Point of clarification: my agent, when not inking mega million dollar deals (for someone else, not me), is one of these amusement park aficionados. These thrill ride enthusiasts go on organized tours and ride roller coasters all over the country, comparing the relative merits of wood to steel, rickety to not-so-rickety. Don’t believe me? Check it out here.
So now I had to find out what a HELL HOLE is.
Time to Google.
Turns out, there was/is a HELL HOLE at world famous Coney Island:
"You stand inside a circular chamber with a dozen other sadomasochists, when suddenly, the chamber starts spinning as the floor drops out. Before you know it, the centrifugal force has you pinned to the wall like a sock during the spin cycle of a washing machine. Dare to throw up and the centrifugal force glues your spew to your body. When the nightmare finally ends, you agree to the ride operator's offer of a second ride at half price." —Mitch Lemus from Coney Island, Brooklyn's Playland By The Sea
Googling on, I came across this: "You're from South Jersey if you have a story about the "Hell Hole" ride in Wildwood."
Who knew?
My books take place down the shore in a fictional South Jersey resort town. Looks like they should have a HELL HOLE on the boardwalk in Sea Haven. To see old photographs of the real ride in Wildwood you can visit this page on my website.
The HELL HOLE has since been torn down, although I did go to Wildwood last summer where I rode its very close cousin, the Gravitron, just so I could vividly recreate that nauseating sensation created by centrifugal force similar to that used to train the Mercury astronauts who needed to know what all those G-forces might feel like when they blasted off. John Glenn, hopefully, did not lose his lunch. Or his Tang.
In the Gravitron, once you’re pinned to the wall by all those whirling G-Forces, the floor not only drops away, the wall cushions slide up, too. In my on-going research, I soon discovered that many of these beloved South Jersey "stories" regarding the HELL HOLE involved entering the spinning chamber while a) intoxicated b) stoned or c) both.
But I began to really like the metaphor of the floor dropping out from under my main character, John Ceepak. What if everything he believes in falls away, leaving him spinning, unable to move?

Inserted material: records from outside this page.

use crate::error::CoreError;
use crate::group_crypto::HexKeyPair;
use crate::swarm::StorageNode;
use async_trait::async_trait;
use serde::{Deserialize, Serialize};
use std::collections::HashMap;
use std::fs;
use std::path::{Path, PathBuf};
use std::sync::Arc;
use tokio::sync::Mutex;

pub const HAS_SYNCED_INITIAL_CONFIGURATION_ITEM: &str = "hasSyncedInitialConfigurationItem";
pub const LAST_PROFILE_UPDATE_TIMESTAMP: &str = "lastProfileUpdateTimestamp";

#[derive(Clone, Debug, Serialize, Deserialize, PartialEq)]
pub struct StoredItem {
    pub id: String,
    pub value: serde_json::Value,
    pub timestamp: Option<u64>,
}

#[async_trait]
pub trait ItemStore: Send + Sync {
    async fn get_item(&self, id: &str) -> Result<Option<StoredItem>, CoreError>;
    async fn set_item(&self, item: StoredItem) -> Result<(), CoreError>;
}

#[derive(Clone, Default)]
pub struct InMemoryItemStore {
    items: Arc<Mutex<HashMap<String, StoredItem>>>,
}

impl InMemoryItemStore {
    pub fn new() -> Self {
        Self::default()
    }
}

#[async_trait]
impl ItemStore for InMemoryItemStore {
    async fn get_item(&self, id: &str) -> Result<Option<StoredItem>, CoreError> {
        Ok(self.items.lock().await.get(id).cloned())
    }

    async fn set_item(&self, item: StoredItem) -> Result<(), CoreError> {
        self.items.lock().await.insert(item.id.clone(), item);
        Ok(())
    }
}

#[derive(Serialize, Deserialize, Default)]
struct StoredItems {
    entries: HashMap<String, StoredItem>,
}

/// Item store persisted as one JSON document per namespace.
#[derive(Clone)]
pub struct JsonFileItemStore {
    path: PathBuf,
    data: Arc<Mutex<StoredItems>>,
}

impl JsonFileItemStore {
    pub fn open_or_create(dir: impl AsRef<Path>, namespace: &str) -> Result<Self, CoreError> {
        let mut path = dir.as_ref().to_path_buf();
        fs::create_dir_all(&path).map_err(|_| CoreError::Storage)?;
        path.push(format!("{}-items.json", namespace));
        let data = if path.exists() {
            let content = fs::read_to_string(&path).map_err(|_| CoreError::Storage)?;
            serde_json::from_str(&content).map_err(|_| CoreError::Storage)?
        } else {
            StoredItems::default()
        };
        Ok(Self {
            path,
            data: Arc::new(Mutex::new(data)),
        })
    }

    pub fn path(&self) -> &Path {
        &self.path
    }
}

#[async_trait]
impl ItemStore for JsonFileItemStore {
    async fn get_item(&self, id: &str) -> Result<Option<StoredItem>, CoreError> {
        Ok(self.data.lock().await.entries.get(id).cloned())
    }

    async fn set_item(&self, item: StoredItem) -> Result<(), CoreError> {
        let mut guard = self.data.lock().await;
        guard.entries.insert(item.id.clone(), item);
        let serialized = serde_json::to_string_pretty(&*guard).map_err(|_| CoreError::Storage)?;
        fs::write(&self.path, serialized).map_err(|_| CoreError::Storage)
    }
}

pub async fn get_last_profile_update_timestamp(
    items: &dyn ItemStore,
) -> Result<Option<u64>, CoreError> {
    Ok(items
        .get_item(LAST_PROFILE_UPDATE_TIMESTAMP)
        .await?
        .and_then(|item| item.value.as_u64()))
}

pub async fn set_last_profile_update_timestamp(
    items: &dyn ItemStore,
    timestamp: u64,
) -> Result<(), CoreError> {
    items
        .set_item(StoredItem {
            id: LAST_PROFILE_UPDATE_TIMESTAMP.to_string(),
            value: serde_json::Value::from(timestamp),
            timestamp: Some(timestamp),
        })
        .await
}

#[derive(Clone, Copy, Debug, Serialize, Deserialize, PartialEq, Eq, Hash)]
pub enum ConversationKind {
    Private,
    ClosedGroup,
    Community,
}

#[derive(Clone, Debug, Serialize, Deserialize, PartialEq, Eq)]
pub struct ProfilePicture {
    pub url: String,
    pub key: Vec<u8>,
}

impl ProfilePicture {
    /// Only a picture with both a url and a key can be fetched.
    pub fn usable(url: Option<&str>, key: Option<&[u8]>) -> Option<Self> {
        match (url, key) {
            (Some(url), Some(key)) if !url.is_empty() && !key.is_empty() => Some(Self {
                url: url.to_string(),
                key: key.to_vec(),
            }),
            _ => None,
        }
    }
}

/// Local mirror of one conversation. Only the fields the sync core reads or
/// writes are modelled.
#[derive(Clone, Debug, Serialize, Deserialize, PartialEq, Eq)]
pub struct Conversation {
    pub id: String,
    pub kind: ConversationKind,
    pub display_name: Option<String>,
    pub nickname: Option<String>,
    pub avatar: Option<ProfilePicture>,
    pub priority: i32,
    pub approved: bool,
    pub approved_me: bool,
    pub blocked: bool,
    pub expire_timer: u32,
    pub members: Vec<String>,
    pub admins: Vec<String>,
    pub zombies: Vec<String>,
    pub active_at: u64,
    pub left: bool,
    pub is_kicked: bool,
    pub last_joined_timestamp: u64,
    pub hidden: bool,
    pub forced_unread: bool,
    pub unread_count: u32,
    pub last_read_timestamp: u64,
    pub swarm_nodes: Vec<StorageNode>,
}

impl Conversation {
    pub fn new(id: &str, kind: ConversationKind) -> Self {
        Self {
            id: id.to_string(),
            kind,
            display_name: None,
            nickname: None,
            avatar: None,
            priority: 0,
            approved: false,
            approved_me: false,
            blocked: false,
            expire_timer: 0,
            members: Vec::new(),
            admins: Vec::new(),
            zombies: Vec::new(),
            active_at: 0,
            left: false,
            is_kicked: false,
            last_joined_timestamp: 0,
            hidden: true,
            forced_unread: false,
            unread_count: 0,
            last_read_timestamp: 0,
            swarm_nodes: Vec::new(),
        }
    }

    pub fn is_closed_group(&self) -> bool {
        self.kind == ConversationKind::ClosedGroup
    }

    pub fn is_community(&self) -> bool {
        self.kind == ConversationKind::Community
    }

    pub fn is_admin(&self, key: &str) -> bool {
        self.admins.iter().any(|a| a == key)
    }

    /// An incoming request: they approved us, we never approved them.
    pub fn is_incoming_request(&self) -> bool {
        self.kind == ConversationKind::Private && !self.approved && self.approved_me
    }
}

#[derive(Clone, Debug, Default, Serialize, Deserialize, PartialEq, Eq)]
pub struct GroupUpdate {
    pub name: Option<String>,
    pub joined: Option<Vec<String>>,
    pub left: Option<Vec<String>>,
    pub kicked: Option<Vec<String>>,
}

#[derive(Clone, Debug, Serialize, Deserialize, PartialEq, Eq)]
pub enum TimelineKind {
    Text(String),
    GroupUpdate(GroupUpdate),
    ExpirationTimerUpdate { seconds: u32, from_sync: bool },
    OutgoingApproval,
}

#[derive(Clone, Debug, Serialize, Deserialize, PartialEq, Eq)]
pub struct TimelineEntry {
    pub id: String,
    pub sent_at: u64,
    pub sender: String,
    pub outgoing: bool,
    pub read: bool,
    pub kind: TimelineKind,
}

#[async_trait]
pub trait ConversationStore: Send + Sync {
    async fn get(&self, id: &str) -> Result<Option<Conversation>, CoreError>;
    async fn get_or_create(&self, id: &str, kind: ConversationKind)
        -> Result<Conversation, CoreError>;
    async fn list(&self) -> Result<Vec<Conversation>, CoreError>;
    async fn commit(&self, conversation: &Conversation) -> Result<(), CoreError>;
    /// Removes the conversation and its timeline.
    async fn delete(&self, id: &str) -> Result<(), CoreError>;
    async fn add_message(&self, id: &str, entry: TimelineEntry) -> Result<String, CoreError>;
    async fn messages(&self, id: &str) -> Result<Vec<TimelineEntry>, CoreError>;
    async fn delete_messages(&self, id: &str) -> Result<(), CoreError>;
    /// Marks every incoming message sent at or before `timestamp` as read and
    /// returns the recomputed unread count.
    async fn mark_read_until(&self, id: &str, timestamp: u64) -> Result<u32, CoreError>;
}

#[derive(Clone, Default)]
pub struct InMemoryConversations {
    inner: Arc<Mutex<HashMap<String, (Conversation, Vec<TimelineEntry>)>>>,
}

impl InMemoryConversations {
    pub fn new() -> Self {
        Self::default()
    }

    pub async fn len(&self) -> usize {
        self.inner.lock().await.len()
    }
}

#[async_trait]
impl ConversationStore for InMemoryConversations {
    async fn get(&self, id: &str) -> Result<Option<Conversation>, CoreError> {
        Ok(self.inner.lock().await.get(id).map(|(c, _)| c.clone()))
    }

    async fn get_or_create(
        &self,
        id: &str,
        kind: ConversationKind,
    ) -> Result<Conversation, CoreError> {
        if id.trim().is_empty() {
            return Err(CoreError::Validation("conversation_id".to_string()));
        }
        let mut guard = self.inner.lock().await;
        let entry = guard
            .entry(id.to_string())
            .or_insert_with(|| (Conversation::new(id, kind), Vec::new()));
        Ok(entry.0.clone())
    }

    async fn list(&self) -> Result<Vec<Conversation>, CoreError> {
        let guard = self.inner.lock().await;
        let mut all: Vec<Conversation> = guard.values().map(|(c, _)| c.clone()).collect();
        all.sort_by(|a, b| a.id.cmp(&b.id));
        Ok(all)
    }

    async fn commit(&self, conversation: &Conversation) -> Result<(), CoreError> {
        let mut guard = self.inner.lock().await;
        match guard.get_mut(&conversation.id) {
            Some(entry) => entry.0 = conversation.clone(),
            None => {
                guard.insert(conversation.id.clone(), (conversation.clone(), Vec::new()));
            }
        }
        Ok(())
    }

    async fn delete(&self, id: &str) -> Result<(), CoreError> {
        self.inner.lock().await.remove(id);
        Ok(())
    }

    async fn add_message(&self, id: &str, entry: TimelineEntry) -> Result<String, CoreError> {
        let mut guard = self.inner.lock().await;
        let (convo, timeline) = guard.get_mut(id).ok_or(CoreError::NotFound)?;
        if !entry.outgoing && !entry.read {
            convo.unread_count = convo.unread_count.saturating_add(1);
        }
        let message_id = entry.id.clone();
        timeline.push(entry);
        Ok(message_id)
    }

    async fn messages(&self, id: &str) -> Result<Vec<TimelineEntry>, CoreError> {
        let guard = self.inner.lock().await;
        Ok(guard.get(id).map(|(_, t)| t.clone()).unwrap_or_default())
    }

    async fn delete_messages(&self, id: &str) -> Result<(), CoreError> {
        let mut guard = self.inner.lock().await;
        if let Some((convo, timeline)) = guard.get_mut(id) {
            timeline.clear();
            convo.unread_count = 0;
        }
        Ok(())
    }

    async fn mark_read_until(&self, id: &str, timestamp: u64) -> Result<u32, CoreError> {
        let mut guard = self.inner.lock().await;
        let (convo, timeline) = guard.get_mut(id).ok_or(CoreError::NotFound)?;
        for entry in timeline.iter_mut() {
            if !entry.outgoing && entry.sent_at <= timestamp {
                entry.read = true;
            }
        }
        let unread = timeline.iter().filter(|e| !e.outgoing && !e.read).count() as u32;
        convo.unread_count = unread;
        convo.last_read_timestamp = convo.last_read_timestamp.max(timestamp);
        Ok(unread)
    }
}

#[async_trait]
pub trait KeyPairStore: Send + Sync {
    /// Every stored pair for the group, oldest first.
    async fn key_pairs(&self, group_id: &str) -> Result<Vec<HexKeyPair>, CoreError>;
    async fn add_key_pair(&self, group_id: &str, pair: HexKeyPair) -> Result<(), CoreError>;
    async fn remove_all(&self, group_id: &str) -> Result<(), CoreError>;
}

#[derive(Clone, Default)]
pub struct InMemoryKeyPairs {
    pairs: Arc<Mutex<HashMap<String, Vec<HexKeyPair>>>>,
}

impl InMemoryKeyPairs {
    pub fn new() -> Self {
        Self::default()
    }
}

#[async_trait]
impl KeyPairStore for InMemoryKeyPairs {
    async fn key_pairs(&self, group_id: &str) -> Result<Vec<HexKeyPair>, CoreError> {
        Ok(self
            .pairs
            .lock()
            .await
            .get(group_id)
            .cloned()
            .unwrap_or_default())
    }

    async fn add_key_pair(&self, group_id: &str, pair: HexKeyPair) -> Result<(), CoreError> {
        self.pairs
            .lock()
            .await
            .entry(group_id.to_string())
            .or_default()
            .push(pair);
        Ok(())
    }

    async fn remove_all(&self, group_id: &str) -> Result<(), CoreError> {
        self.pairs.lock().await.remove(group_id);
        Ok(())
    }
}
use serde::{Deserialize, Serialize};

pub const DEFAULT_SEED_NODE_LIMIT: usize = 20;
pub const MINIMUM_SWARM_NODES: usize = 1;

/// Which configuration path handles incoming account state.
///
/// `SharedConfig` is the namespace-merge path only. `Legacy` is the
/// single-shot configuration message path only. `Both` keeps the two
/// running side by side; the legacy path then only runs until registration
/// is done.
#[derive(Clone, Debug, Serialize, Deserialize, PartialEq, Eq)]
pub enum SyncMode {
    SharedConfig,
    Legacy,
    Both,
}

impl Default for SyncMode {
    fn default() -> Self {
        SyncMode::Both
    }
}

impl SyncMode {
    pub fn shared_config_enabled(&self) -> bool {
        matches!(self, SyncMode::SharedConfig | SyncMode::Both)
    }

    /// In mixed mode a freshly linked device may still need the legacy
    /// message until it finished registering.
    pub fn legacy_enabled(&self, registration_done: bool) -> bool {
        match self {
            SyncMode::Legacy => true,
            SyncMode::Both => !registration_done,
            SyncMode::SharedConfig => false,
        }
    }
}

#[derive(Clone, Debug, Serialize, Deserialize, PartialEq, Eq)]
#[serde(deny_unknown_fields)]
pub struct CoreConfig {
    pub seed_node_url: String,
    pub seed_node_port: u16,
    pub seed_node_limit: usize,
    pub minimum_swarm_nodes: usize,
    pub sync_mode: SyncMode,
    pub registration_done: bool,
}

impl Default for CoreConfig {
    fn default() -> Self {
        Self {
            seed_node_url: "seed1.snodesync.network".to_string(),
            seed_node_port: 22023,
            seed_node_limit: DEFAULT_SEED_NODE_LIMIT,
            minimum_swarm_nodes: MINIMUM_SWARM_NODES,
            sync_mode: SyncMode::Both,
            registration_done: false,
        }
    }
}
#[derive(Clone, Debug, Default, Serialize, Deserialize, PartialEq, Eq)]
pub struct CommunityEntry {
    pub base_url: String,
    pub room_case_preserved: String,
    pub pubkey_hex: String,
    pub priority: i32,
}

impl CommunityEntry {
    pub fn conversation_id(&self) -> Result<String, CoreError> {
        community_conversation_id(&self.base_url, &self.room_case_preserved)
    }
}

#[derive(Clone, Debug, Default, Serialize, Deserialize, PartialEq, Eq)]
pub struct LegacyGroupMember {
    pub pubkey_hex: String,
    pub is_admin: bool,
}

#[derive(Clone, Debug, Default, Serialize, Deserialize, PartialEq, Eq)]
pub struct LegacyGroupEntry {
    pub pubkey_hex: String,
    pub name: String,
    pub members: Vec<LegacyGroupMember>,
    pub priority: i32,
    pub disappearing_timer_seconds: u32,
    pub enc_pubkey_hex: String,
    pub enc_seckey_hex: String,
}

impl LegacyGroupEntry {
    pub fn member_keys(&self) -> Vec<String> {
        self.members.iter().map(|m| m.pubkey_hex.clone()).collect()
    }

    pub fn admin_keys(&self) -> Vec<String> {
        self.members
            .iter()
            .filter(|m| m.is_admin)
            .map(|m| m.pubkey_hex.clone())
            .collect()
    }
}

#[derive(Clone, Copy, Debug, PartialEq, Eq, Hash, Serialize, Deserialize)]
pub enum VolatileKind {
    OneToOne,
    Community,
    LegacyGroup,
}

#[derive(Clone, Debug, Serialize, Deserialize, PartialEq, Eq)]
pub enum VolatileTarget {
    OneToOne { pubkey_hex: String },
    Community { base_url: String, room: String },
    LegacyGroup { pubkey_hex: String },
}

So, I’m starting to think, okay, maybe I can work with HELL HOLE as a title. If not, we can always change it later to THE CORKSCREW or TUNNEL OF LOVE. No. Wait. Save that one for my romance series, if, you know, I ever write one of those. Besides, I figured, the title HELL HOLE was not set in stone. If I came up with a better one for book #4, nobody would really care what it said in the contract?
Then I went out to lunch with my editor.
"I loooooove the title of the fourth book! HELL HOLE! I can see it on a cover now! HELL HOLE! It’s a helluva good title, HELL HOLE!" Or words to that effect.
So, long story short, the title of the fourth Ceepak book will be HELL HOLE. I did not come up with it. My agent did.
The fifth Ceepak book, I think, will be called MIND SCRAMBLER. Came up with that title, all by myself.